The fourth national census is being conducted in Antigua and Barbuda from 25 June 2025 (reference day). While originally intended to end on 30 December 2025, fieldwork is ongoing as of June 2026 to account for absent households. The census was originally intended to be held with a reference date of 28 May 2021, although due to delays caused by the COVID-19 pandemic, the date of the census was repeatedly delayed until March 2025. This is the first census overseen by the National Bureau of Statistics and preliminary results were originally expected to be released starting in the first quarter of 2026. The population is being counted in 400 enumeration districts.

== Background ==
The census was originally scheduled to be held starting on 28 May 2021, exactly ten years after the 2011 census.

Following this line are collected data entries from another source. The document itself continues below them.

use chrono::{Datelike, NaiveDate};

/// Whole years elapsed from `start` to `end`.
///
/// The calendar difference is reduced by one while the anniversary has not
/// been reached: months are compared first and days only break a tie between
/// equal months. A 29 February start therefore has its anniversary on
/// 1 March in non-leap years.
pub fn years_between(start: NaiveDate, end: NaiveDate) -> i32 {
    let years = end.year() - start.year();
    let before_anniversary = if end.month() != start.month() {
        end.month() < start.month()
    } else {
        end.day() < start.day()
    };

    if before_anniversary {
        years - 1
    } else {
        years
    }
}

#[cfg(test)]
mod tests {
    use super::*;

    fn date(year: i32, month: u32, day: u32) -> NaiveDate {
        NaiveDate::from_ymd_opt(year, month, day).expect("valid date")
    }

    #[test]
    fn same_day_is_zero_years() {
        let day = date(1993, 7, 31);
        assert_eq!(years_between(day, day), 0);
    }

    #[test]
    fn anniversary_counts_full_year() {
        assert_eq!(years_between(date(1993, 7, 31), date(1994, 7, 31)), 1);
        assert_eq!(years_between(date(1993, 7, 31), date(2026, 7, 31)), 33);
    }

    #[test]
    fn day_before_anniversary_is_one_less() {
        assert_eq!(years_between(date(1993, 7, 31), date(2026, 7, 30)), 32);
    }

    #[test]
    fn earlier_month_ignores_day() {
        assert_eq!(years_between(date(1993, 7, 1), date(2026, 6, 30)), 32);
        assert_eq!(years_between(date(1993, 7, 31), date(2026, 8, 1)), 33);
    }

    #[test]
    fn leap_day_start_waits_for_march_in_common_years() {
        let start = date(2000, 2, 29);
        assert_eq!(years_between(start, date(2001, 2, 28)), 0);
        assert_eq!(years_between(start, date(2001, 3, 1)), 1);
        assert_eq!(years_between(start, date(2004, 2, 29)), 4);
    }

    #[test]
    fn end_before_start_goes_negative() {
        assert_eq!(years_between(date(2020, 5, 10), date(2019, 5, 11)), -1);
    }
}
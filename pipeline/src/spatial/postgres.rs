use tokio_postgres::NoTls;

use super::{BoundingBox, ColumnInfo, GEOMETRY_COLUMN, ID_COLUMN, SpatialStore, quote_ident};
use crate::config::SpatialDbConfig;
use crate::error::{PipelineError, Result};

pub struct PostgresSpatialStore {
    cfg: SpatialDbConfig,
}

impl PostgresSpatialStore {
    pub fn new(cfg: SpatialDbConfig) -> Self {
        Self { cfg }
    }

    async fn connect(&self) -> Result<tokio_postgres::Client> {
        let (client, connection) = self
            .cfg
            .pg_config()
            .connect(NoTls)
            .await
            .map_err(|e| PipelineError::SpatialDb(format!("connect: {e}")))?;

        tokio::spawn(async move {
            if let Err(e) = connection.await {
                tracing::warn!("Spatial database connection error: {e}");
            }
        });

        // Set statement timeout to avoid hanging on slow queries
        client
            .execute("SET statement_timeout = '60s'", &[])
            .await?;

        Ok(client)
    }

    fn qualified(&self, table: &str) -> String {
        format!("{}.{}", quote_ident(&self.cfg.schema), quote_ident(table))
    }
}

#[async_trait::async_trait]
impl SpatialStore for PostgresSpatialStore {
    async fn count_features(&self, table: &str) -> Result<i64> {
        let client = self.connect().await?;
        let sql = format!("SELECT COUNT(*) FROM {}", self.qualified(table));
        let row = client.query_one(sql.as_str(), &[]).await?;
        Ok(row.get(0))
    }

    async fn sample_geometry_type(&self, table: &str) -> Result<Option<String>> {
        let client = self.connect().await?;
        let geom = quote_ident(GEOMETRY_COLUMN);
        let sql = format!(
            "SELECT GeometryType({geom}) FROM {} WHERE {geom} IS NOT NULL LIMIT 1",
            self.qualified(table)
        );
        let row = client.query_opt(sql.as_str(), &[]).await?;
        Ok(row.and_then(|r| r.get::<_, Option<String>>(0)))
    }

    async fn extent(&self, table: &str) -> Result<Option<BoundingBox>> {
        let client = self.connect().await?;
        let sql = format!(
            "SELECT ST_XMin(e), ST_YMin(e), ST_XMax(e), ST_YMax(e) \
             FROM (SELECT ST_Extent({}) AS e FROM {}) AS extent",
            quote_ident(GEOMETRY_COLUMN),
            self.qualified(table)
        );
        let row = client.query_one(sql.as_str(), &[]).await?;

        let west: Option<f64> = row.get(0);
        let south: Option<f64> = row.get(1);
        let east: Option<f64> = row.get(2);
        let north: Option<f64> = row.get(3);

        Ok(match (west, south, east, north) {
            (Some(west), Some(south), Some(east), Some(north)) => Some(BoundingBox {
                west,
                south,
                east,
                north,
            }),
            _ => None,
        })
    }

    async fn columns(&self, table: &str) -> Result<Vec<ColumnInfo>> {
        let client = self.connect().await?;
        let rows = client
            .query(
                "SELECT column_name, data_type \
                 FROM information_schema.columns \
                 WHERE table_schema = $1 AND table_name = $2 \
                 AND column_name NOT IN ($3, $4) \
                 ORDER BY ordinal_position",
                &[&self.cfg.schema, &table, &ID_COLUMN, &GEOMETRY_COLUMN],
            )
            .await?;

        Ok(rows
            .into_iter()
            .map(|row| ColumnInfo {
                name: row.get(0),
                data_type: row.get(1),
            })
            .collect())
    }

    async fn drop_table(&self, table: &str) -> Result<()> {
        let client = self.connect().await?;
        let sql = format!("DROP TABLE IF EXISTS {} CASCADE", self.qualified(table));
        client.batch_execute(sql.as_str()).await?;
        tracing::info!(table = %table, "table dropped");
        Ok(())
    }
}
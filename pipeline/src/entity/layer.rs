use sea_orm::entity::prelude::*;
use uuid::Uuid;

use crate::spatial::BoundingBox;

#[derive(Clone, Debug, PartialEq, DeriveEntityModel)]
#[sea_orm(table_name = "portal_layer")]
pub struct Model {
    #[sea_orm(primary_key, auto_increment = false)]
    pub id: Uuid,
    pub title: String,
    #[sea_orm(unique)]
    pub slug: String,
    /// "vector" or "raster"
    pub layer_kind: String,
    /// "point", "line", "polygon" or "multi"
    pub geom_kind: String,
    /// Uploaded source file; relative paths resolve against the media root.
    pub source_file: Option<String>,
    /// Published catalog name, `workspace:table`.
    pub catalog_entry: Option<String>,
    pub table_name: Option<String>,
    pub feature_count: i64,
    pub bbox_west: Option<f64>,
    pub bbox_south: Option<f64>,
    pub bbox_east: Option<f64>,
    pub bbox_north: Option<f64>,
    pub is_published: bool,
    pub created_at: DateTime,
    pub updated_at: DateTime,
}

#[derive(Copy, Clone, Debug, EnumIter, DeriveRelation)]
pub enum Relation {
    #[sea_orm(has_many = "super::layer_attribute::Entity")]
    LayerAttribute,
}

impl Related<super::layer_attribute::Entity> for Entity {
    fn to() -> RelationDef {
        Relation::LayerAttribute.def()
    }
}

impl ActiveModelBehavior for ActiveModel {}

/// Where a layer stands with respect to the import pipeline.
#[derive(Debug, Clone, Copy, PartialEq, Eq)]
pub enum ImportStatus {
    /// Table loaded and catalog entry published.
    Imported,
    /// Table loaded but not published to the catalog.
    Loaded,
    /// Source file uploaded, nothing imported yet.
    Pending,
    NoFile,
}

impl ImportStatus {
    pub fn as_str(&self) -> &'static str {
        match self {
            ImportStatus::Imported => "imported",
            ImportStatus::Loaded => "loaded",
            ImportStatus::Pending => "pending",
            ImportStatus::NoFile => "no_file",
        }
    }
}

impl Model {
    /// The cached bounding box, present only when all four edges are set.
    pub fn bbox(&self) -> Option<BoundingBox> {
        Some(BoundingBox {
            west: self.bbox_west?,
            south: self.bbox_south?,
            east: self.bbox_east?,
            north: self.bbox_north?,
        })
    }

    pub fn import_status(&self) -> ImportStatus {
        let has = |v: &Option<String>| v.as_deref().is_some_and(|s| !s.is_empty());
        match (has(&self.table_name), has(&self.catalog_entry)) {
            (true, true) => ImportStatus::Imported,
            (true, false) => ImportStatus::Loaded,
            _ if has(&self.source_file) => ImportStatus::Pending,
            _ => ImportStatus::NoFile,
        }
    }
}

However, due to delays caused by the COVID-19 pandemic, the census was originally rescheduled to 2022 by the chief statistician. The census was later delayed to 2023, although this census also never happened. The census continued to be delayed in 2024, before the pilot phase finally commenced on 30 November 2024. In July 2024, a new law was passed to assist in the Statistics Division's reform to the National Bureau of Statistics, which had been mandated in 2013. After years of delays, date of the census was revealed on 25 March 2025 along with the rebranding of the Statistics Division. The slogan of the census, "Mapping the Present, Shaping the Future", was coined by Asahi Joseph who received a $500 prize.

== Questionnaire ==
The census asks various questions on household characteristics, mortality, domestic and international migration, ethnicity, religion, income levels, and various other subjects.